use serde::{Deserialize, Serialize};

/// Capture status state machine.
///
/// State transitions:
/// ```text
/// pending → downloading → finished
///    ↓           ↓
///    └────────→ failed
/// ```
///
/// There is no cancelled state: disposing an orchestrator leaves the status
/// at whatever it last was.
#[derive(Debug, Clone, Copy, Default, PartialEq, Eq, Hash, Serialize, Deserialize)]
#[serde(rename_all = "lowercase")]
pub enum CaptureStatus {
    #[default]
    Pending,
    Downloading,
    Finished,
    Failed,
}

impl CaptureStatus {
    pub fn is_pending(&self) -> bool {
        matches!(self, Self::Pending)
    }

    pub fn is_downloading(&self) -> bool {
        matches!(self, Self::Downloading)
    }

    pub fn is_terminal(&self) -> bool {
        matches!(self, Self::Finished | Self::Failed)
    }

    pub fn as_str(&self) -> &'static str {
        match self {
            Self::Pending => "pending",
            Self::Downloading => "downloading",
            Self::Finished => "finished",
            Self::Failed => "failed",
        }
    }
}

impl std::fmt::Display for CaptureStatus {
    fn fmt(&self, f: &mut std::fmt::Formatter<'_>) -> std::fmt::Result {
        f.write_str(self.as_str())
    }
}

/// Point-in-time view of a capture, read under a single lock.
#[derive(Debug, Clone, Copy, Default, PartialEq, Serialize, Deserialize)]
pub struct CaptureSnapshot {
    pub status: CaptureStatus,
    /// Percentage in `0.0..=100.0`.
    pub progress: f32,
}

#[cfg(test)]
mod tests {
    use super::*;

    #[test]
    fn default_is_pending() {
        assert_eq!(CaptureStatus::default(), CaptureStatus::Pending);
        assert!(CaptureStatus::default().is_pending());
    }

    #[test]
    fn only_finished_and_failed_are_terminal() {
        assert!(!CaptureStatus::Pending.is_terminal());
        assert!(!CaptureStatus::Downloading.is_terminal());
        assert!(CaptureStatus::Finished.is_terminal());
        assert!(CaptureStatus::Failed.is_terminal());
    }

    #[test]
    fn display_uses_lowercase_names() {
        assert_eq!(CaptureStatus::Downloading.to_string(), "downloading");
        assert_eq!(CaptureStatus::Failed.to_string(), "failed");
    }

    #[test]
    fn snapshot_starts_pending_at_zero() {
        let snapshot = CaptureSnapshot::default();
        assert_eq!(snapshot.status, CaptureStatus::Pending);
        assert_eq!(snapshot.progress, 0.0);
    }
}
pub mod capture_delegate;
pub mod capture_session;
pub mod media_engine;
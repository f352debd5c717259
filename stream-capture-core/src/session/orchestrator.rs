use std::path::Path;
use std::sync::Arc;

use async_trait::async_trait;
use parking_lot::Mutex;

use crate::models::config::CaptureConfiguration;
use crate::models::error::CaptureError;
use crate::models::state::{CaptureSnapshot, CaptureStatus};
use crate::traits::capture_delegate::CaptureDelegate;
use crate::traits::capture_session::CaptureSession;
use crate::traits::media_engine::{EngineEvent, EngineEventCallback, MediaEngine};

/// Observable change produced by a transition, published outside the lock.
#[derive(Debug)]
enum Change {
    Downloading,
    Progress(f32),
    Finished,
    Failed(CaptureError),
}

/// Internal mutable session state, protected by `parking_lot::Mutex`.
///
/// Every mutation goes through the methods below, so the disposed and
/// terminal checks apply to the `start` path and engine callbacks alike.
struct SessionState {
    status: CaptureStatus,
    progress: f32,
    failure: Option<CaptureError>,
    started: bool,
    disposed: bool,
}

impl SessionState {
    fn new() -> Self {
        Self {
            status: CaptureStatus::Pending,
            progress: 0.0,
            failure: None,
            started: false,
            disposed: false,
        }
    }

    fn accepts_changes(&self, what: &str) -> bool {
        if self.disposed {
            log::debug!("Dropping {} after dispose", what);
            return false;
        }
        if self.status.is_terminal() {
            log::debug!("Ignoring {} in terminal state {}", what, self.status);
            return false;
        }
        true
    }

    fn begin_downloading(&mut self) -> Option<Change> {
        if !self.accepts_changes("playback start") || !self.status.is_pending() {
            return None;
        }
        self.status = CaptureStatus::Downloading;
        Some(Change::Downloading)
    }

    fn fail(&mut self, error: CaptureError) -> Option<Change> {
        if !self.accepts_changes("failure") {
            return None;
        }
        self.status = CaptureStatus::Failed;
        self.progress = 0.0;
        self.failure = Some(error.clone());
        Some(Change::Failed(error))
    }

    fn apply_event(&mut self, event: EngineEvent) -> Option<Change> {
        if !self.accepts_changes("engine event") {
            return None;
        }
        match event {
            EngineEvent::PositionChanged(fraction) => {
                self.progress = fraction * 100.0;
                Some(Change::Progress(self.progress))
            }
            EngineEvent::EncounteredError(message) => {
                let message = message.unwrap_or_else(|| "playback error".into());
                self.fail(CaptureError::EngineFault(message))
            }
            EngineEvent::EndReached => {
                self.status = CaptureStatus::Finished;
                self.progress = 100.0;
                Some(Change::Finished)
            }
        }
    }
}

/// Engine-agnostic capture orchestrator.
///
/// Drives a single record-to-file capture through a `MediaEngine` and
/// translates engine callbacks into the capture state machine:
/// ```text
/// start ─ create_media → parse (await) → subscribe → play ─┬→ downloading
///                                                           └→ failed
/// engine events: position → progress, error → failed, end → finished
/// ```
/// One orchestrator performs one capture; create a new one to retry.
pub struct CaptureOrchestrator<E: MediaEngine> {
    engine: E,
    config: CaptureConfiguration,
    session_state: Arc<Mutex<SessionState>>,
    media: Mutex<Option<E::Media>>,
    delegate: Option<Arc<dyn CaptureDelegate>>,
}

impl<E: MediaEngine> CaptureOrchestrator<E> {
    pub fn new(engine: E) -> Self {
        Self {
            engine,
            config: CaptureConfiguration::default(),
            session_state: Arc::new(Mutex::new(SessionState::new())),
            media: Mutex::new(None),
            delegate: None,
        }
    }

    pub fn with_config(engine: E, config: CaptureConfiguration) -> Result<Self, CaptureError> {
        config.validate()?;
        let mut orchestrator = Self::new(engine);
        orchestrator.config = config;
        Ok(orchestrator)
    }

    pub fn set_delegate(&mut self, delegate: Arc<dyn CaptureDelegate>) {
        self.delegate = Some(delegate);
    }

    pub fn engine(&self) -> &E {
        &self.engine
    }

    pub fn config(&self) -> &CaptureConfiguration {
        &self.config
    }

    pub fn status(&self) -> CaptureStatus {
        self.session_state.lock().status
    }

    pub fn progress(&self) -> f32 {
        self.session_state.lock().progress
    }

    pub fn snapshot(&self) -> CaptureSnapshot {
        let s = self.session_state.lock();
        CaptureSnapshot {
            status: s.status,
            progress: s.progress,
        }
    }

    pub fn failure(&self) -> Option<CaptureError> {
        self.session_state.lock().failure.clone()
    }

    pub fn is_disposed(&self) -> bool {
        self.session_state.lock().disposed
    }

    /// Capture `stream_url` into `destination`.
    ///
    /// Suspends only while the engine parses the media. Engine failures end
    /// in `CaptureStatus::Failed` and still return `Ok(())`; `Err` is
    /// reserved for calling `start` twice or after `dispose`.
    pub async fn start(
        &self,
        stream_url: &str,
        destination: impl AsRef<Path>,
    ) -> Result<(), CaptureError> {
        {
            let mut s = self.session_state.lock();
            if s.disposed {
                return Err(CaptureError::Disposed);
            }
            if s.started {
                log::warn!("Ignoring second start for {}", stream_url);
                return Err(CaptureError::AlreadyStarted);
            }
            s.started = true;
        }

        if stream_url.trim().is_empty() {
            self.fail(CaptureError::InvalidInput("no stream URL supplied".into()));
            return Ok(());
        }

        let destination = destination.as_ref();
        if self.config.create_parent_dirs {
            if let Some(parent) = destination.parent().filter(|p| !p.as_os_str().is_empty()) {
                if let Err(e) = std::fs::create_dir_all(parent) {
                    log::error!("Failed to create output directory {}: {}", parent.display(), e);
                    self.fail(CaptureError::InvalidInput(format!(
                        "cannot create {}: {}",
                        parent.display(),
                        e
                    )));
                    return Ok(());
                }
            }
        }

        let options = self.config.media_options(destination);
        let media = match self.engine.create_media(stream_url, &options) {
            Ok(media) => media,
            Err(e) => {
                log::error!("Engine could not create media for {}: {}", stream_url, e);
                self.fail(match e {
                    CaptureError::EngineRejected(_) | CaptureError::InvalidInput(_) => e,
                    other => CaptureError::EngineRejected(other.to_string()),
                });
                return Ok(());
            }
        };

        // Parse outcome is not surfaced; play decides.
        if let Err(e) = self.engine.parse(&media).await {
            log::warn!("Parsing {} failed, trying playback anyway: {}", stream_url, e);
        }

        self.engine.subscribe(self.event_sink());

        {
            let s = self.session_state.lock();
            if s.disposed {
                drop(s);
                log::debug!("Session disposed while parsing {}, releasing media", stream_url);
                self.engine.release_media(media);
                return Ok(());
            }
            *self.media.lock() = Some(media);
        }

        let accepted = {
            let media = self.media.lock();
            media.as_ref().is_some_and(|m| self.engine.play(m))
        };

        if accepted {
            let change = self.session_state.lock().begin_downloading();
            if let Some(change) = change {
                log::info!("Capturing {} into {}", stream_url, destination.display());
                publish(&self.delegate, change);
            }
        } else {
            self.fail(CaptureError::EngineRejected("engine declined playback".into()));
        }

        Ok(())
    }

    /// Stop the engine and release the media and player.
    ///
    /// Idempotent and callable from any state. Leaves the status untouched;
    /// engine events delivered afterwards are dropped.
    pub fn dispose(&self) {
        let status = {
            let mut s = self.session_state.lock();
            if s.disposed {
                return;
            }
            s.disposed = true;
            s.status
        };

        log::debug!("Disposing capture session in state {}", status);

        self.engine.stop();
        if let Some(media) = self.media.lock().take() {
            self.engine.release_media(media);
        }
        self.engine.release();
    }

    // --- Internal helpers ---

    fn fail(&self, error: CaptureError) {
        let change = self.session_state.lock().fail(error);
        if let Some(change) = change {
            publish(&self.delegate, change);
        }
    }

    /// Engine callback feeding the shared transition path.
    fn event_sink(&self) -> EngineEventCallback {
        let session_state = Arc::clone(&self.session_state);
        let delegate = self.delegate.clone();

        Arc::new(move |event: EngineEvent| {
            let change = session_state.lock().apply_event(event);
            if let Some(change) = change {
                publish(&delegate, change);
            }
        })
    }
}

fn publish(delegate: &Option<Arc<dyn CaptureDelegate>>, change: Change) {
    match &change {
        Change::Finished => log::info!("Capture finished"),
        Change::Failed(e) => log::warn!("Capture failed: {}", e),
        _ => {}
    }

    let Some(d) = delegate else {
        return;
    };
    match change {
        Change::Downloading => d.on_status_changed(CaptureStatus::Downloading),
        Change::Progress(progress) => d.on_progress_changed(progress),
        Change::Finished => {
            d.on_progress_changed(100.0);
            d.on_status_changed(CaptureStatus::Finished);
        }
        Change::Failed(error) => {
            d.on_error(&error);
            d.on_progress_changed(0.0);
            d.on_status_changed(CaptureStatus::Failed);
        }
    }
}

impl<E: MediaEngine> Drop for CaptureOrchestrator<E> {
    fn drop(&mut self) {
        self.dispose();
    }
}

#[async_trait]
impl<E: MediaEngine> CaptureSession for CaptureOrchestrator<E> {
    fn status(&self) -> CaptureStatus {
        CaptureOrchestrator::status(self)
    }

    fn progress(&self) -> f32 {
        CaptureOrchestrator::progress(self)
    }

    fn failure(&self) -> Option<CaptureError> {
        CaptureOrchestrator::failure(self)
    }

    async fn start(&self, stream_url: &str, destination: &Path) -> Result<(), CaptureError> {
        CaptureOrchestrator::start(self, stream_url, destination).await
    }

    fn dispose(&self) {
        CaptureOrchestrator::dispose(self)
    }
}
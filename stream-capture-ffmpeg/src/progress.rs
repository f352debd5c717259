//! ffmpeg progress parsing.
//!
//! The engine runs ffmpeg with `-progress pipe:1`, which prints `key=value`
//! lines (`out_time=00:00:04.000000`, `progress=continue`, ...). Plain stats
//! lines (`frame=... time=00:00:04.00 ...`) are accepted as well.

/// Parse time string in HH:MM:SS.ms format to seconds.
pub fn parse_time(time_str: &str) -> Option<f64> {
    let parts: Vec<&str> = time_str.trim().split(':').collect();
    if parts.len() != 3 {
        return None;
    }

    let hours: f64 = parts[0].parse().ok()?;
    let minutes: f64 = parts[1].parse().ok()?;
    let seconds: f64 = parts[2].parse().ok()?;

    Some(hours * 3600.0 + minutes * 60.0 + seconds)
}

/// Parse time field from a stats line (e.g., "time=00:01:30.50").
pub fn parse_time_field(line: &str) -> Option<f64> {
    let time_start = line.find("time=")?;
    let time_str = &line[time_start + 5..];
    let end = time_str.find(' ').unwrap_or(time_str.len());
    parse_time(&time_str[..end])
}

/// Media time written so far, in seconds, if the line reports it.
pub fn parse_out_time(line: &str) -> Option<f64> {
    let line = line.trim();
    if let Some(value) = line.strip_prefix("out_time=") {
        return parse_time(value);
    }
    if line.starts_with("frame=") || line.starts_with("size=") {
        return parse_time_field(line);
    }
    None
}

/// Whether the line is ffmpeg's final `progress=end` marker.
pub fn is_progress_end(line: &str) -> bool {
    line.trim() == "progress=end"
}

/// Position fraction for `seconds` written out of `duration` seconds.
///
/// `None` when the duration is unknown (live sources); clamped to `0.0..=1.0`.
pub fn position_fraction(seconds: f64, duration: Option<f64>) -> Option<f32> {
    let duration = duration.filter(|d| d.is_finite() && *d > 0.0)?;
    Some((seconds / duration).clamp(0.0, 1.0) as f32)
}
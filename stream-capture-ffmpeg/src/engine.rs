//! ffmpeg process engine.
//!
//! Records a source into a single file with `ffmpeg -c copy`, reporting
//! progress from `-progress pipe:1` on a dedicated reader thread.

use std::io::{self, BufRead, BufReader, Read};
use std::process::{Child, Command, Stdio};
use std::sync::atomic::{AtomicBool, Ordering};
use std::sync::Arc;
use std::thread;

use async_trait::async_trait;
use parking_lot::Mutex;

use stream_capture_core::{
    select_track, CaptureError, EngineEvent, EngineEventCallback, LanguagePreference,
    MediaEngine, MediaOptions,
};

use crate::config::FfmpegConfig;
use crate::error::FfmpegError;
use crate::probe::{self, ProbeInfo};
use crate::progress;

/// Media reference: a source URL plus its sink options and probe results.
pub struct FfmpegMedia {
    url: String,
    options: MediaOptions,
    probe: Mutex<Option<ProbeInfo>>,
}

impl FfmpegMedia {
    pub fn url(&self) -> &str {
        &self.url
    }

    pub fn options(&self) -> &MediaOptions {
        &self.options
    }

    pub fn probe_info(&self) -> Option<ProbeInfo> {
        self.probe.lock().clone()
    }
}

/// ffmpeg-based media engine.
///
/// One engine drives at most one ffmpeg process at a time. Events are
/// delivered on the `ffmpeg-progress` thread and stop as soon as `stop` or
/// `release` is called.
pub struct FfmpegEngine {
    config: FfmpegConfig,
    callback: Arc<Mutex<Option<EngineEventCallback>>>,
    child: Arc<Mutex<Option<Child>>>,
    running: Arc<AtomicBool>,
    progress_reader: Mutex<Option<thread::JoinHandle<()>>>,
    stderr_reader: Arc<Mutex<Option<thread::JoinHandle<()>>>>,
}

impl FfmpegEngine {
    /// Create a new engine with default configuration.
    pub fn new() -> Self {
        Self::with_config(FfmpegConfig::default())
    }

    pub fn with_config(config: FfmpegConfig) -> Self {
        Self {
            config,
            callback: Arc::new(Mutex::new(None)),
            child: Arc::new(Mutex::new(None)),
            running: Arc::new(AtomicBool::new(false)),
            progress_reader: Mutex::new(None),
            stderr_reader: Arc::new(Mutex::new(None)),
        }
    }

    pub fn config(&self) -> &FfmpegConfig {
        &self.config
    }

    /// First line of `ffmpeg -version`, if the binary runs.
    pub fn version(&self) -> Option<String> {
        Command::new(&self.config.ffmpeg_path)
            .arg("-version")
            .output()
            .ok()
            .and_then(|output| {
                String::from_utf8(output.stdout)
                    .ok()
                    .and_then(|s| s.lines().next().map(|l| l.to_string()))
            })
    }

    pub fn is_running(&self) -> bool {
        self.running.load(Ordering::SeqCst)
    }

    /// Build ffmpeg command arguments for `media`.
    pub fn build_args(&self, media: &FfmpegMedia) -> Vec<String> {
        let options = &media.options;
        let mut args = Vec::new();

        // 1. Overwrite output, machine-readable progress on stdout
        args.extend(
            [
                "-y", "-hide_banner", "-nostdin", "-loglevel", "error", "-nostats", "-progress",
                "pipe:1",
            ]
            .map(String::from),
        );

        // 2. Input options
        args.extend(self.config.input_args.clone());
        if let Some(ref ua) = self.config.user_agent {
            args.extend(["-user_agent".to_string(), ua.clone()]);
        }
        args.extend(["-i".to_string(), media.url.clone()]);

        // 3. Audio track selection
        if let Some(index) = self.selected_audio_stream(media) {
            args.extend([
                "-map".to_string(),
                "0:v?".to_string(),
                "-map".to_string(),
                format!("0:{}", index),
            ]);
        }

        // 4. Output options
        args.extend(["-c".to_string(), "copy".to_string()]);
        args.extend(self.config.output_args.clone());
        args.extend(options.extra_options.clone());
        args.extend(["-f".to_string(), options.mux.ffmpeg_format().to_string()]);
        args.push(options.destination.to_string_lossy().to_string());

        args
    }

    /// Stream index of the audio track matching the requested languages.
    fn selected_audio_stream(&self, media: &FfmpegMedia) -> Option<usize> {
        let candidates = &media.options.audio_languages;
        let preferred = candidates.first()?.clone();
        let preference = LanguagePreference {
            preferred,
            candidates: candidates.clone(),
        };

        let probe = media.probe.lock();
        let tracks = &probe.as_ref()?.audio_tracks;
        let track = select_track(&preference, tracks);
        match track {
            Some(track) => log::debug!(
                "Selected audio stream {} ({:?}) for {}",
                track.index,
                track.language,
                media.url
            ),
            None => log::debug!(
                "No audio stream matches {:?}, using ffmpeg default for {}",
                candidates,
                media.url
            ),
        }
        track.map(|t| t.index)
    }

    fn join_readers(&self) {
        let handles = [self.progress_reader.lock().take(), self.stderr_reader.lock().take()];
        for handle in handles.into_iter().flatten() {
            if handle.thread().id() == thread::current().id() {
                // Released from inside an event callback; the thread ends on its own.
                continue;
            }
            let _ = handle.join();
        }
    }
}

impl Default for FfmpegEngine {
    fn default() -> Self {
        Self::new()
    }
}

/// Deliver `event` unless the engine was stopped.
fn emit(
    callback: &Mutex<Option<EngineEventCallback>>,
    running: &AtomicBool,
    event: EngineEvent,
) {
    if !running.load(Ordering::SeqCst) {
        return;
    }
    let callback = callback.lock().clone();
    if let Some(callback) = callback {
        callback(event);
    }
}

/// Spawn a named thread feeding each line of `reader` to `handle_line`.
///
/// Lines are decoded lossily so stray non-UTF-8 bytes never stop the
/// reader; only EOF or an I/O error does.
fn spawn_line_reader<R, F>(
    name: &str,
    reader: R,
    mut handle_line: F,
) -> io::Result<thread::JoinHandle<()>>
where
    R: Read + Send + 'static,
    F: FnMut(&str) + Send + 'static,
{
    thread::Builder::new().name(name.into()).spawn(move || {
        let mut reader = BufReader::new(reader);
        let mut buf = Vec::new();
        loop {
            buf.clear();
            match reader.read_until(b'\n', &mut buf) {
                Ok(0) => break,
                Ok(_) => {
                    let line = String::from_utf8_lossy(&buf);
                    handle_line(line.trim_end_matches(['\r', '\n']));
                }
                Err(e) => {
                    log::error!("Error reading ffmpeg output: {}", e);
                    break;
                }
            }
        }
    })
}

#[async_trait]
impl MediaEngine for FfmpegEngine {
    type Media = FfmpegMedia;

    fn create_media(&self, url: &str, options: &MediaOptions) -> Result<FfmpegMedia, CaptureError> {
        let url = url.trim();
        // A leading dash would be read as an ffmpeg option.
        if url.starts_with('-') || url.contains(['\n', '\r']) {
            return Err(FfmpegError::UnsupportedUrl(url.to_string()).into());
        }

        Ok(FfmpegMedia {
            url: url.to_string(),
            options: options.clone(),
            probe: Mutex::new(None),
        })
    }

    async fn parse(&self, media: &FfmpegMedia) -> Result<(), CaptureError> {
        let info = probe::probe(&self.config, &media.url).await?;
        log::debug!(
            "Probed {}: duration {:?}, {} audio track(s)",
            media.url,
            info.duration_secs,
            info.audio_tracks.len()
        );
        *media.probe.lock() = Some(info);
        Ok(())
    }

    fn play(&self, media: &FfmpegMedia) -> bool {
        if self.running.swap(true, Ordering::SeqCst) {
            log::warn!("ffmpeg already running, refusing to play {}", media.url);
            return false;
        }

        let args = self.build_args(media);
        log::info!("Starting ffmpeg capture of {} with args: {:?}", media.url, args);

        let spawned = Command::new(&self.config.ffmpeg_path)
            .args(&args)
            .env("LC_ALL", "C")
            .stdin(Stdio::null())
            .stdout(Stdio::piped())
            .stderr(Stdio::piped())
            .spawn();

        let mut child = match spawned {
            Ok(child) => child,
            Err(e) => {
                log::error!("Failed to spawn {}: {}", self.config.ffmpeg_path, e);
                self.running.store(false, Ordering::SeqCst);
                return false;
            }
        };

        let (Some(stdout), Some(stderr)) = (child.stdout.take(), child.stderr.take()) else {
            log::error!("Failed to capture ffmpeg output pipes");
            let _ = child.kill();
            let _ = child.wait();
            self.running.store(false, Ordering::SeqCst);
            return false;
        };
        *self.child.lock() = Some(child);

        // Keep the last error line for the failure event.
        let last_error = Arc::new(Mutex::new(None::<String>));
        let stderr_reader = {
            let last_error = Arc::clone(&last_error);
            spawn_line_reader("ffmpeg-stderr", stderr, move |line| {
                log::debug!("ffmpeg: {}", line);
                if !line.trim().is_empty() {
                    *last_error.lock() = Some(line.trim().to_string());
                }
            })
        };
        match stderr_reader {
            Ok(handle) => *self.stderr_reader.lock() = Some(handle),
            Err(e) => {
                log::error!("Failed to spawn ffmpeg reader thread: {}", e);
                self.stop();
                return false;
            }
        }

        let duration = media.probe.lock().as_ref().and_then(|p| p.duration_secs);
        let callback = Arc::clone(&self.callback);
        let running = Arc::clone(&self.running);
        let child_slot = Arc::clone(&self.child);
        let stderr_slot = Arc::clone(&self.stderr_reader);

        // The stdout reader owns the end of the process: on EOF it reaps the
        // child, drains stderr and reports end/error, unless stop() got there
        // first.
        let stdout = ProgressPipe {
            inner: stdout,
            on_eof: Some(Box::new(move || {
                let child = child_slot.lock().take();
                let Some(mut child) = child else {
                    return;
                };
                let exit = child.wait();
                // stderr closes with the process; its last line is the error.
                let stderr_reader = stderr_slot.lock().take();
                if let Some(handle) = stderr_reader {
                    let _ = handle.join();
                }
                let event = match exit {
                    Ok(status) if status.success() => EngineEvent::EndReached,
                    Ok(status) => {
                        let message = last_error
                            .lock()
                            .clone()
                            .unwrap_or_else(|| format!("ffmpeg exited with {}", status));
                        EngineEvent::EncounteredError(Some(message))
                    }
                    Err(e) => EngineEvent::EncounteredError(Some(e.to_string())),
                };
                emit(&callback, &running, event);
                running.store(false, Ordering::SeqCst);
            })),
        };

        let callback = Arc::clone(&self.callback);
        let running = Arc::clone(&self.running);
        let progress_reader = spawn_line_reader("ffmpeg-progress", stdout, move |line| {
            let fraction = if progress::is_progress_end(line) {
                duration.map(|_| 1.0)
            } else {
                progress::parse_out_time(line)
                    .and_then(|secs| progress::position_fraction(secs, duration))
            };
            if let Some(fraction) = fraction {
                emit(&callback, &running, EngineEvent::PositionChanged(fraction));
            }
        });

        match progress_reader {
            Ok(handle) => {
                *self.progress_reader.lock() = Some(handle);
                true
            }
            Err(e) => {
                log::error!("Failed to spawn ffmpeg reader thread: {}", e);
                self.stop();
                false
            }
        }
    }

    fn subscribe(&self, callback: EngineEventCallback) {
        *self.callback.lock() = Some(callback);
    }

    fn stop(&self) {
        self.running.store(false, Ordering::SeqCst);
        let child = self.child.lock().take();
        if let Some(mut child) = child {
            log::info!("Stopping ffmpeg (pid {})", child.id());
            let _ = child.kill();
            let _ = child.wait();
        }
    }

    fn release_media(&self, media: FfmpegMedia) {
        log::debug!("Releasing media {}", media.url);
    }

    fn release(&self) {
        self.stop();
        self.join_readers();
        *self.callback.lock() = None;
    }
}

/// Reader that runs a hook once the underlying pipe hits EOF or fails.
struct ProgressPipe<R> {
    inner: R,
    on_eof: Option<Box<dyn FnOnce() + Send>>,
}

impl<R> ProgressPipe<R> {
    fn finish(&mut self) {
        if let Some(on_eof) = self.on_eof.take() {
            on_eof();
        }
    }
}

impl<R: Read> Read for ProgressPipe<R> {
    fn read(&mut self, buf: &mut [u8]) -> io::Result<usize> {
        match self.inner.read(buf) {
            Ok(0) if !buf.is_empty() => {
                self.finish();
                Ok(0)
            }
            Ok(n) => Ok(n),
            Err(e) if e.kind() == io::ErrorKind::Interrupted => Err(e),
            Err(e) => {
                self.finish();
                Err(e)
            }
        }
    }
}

****

Task requirements: Copy only this part of the entries above: the line with "let last_error = Arc::new(Mutex::new(None::<String>));", the line with "Ok(handle) => *self.stderr_reader.lock()", and the lines between, all exactly as written.

Finished exercise:
        let last_error = Arc::new(Mutex::new(None::<String>));
        let stderr_reader = {
            let last_error = Arc::clone(&last_error);
            spawn_line_reader("ffmpeg-stderr", stderr, move |line| {
                log::debug!("ffmpeg: {}", line);
                if !line.trim().is_empty() {
                    *last_error.lock() = Some(line.trim().to_string());
                }
            })
        };
        match stderr_reader {
            Ok(handle) => *self.stderr_reader.lock() = Some(handle),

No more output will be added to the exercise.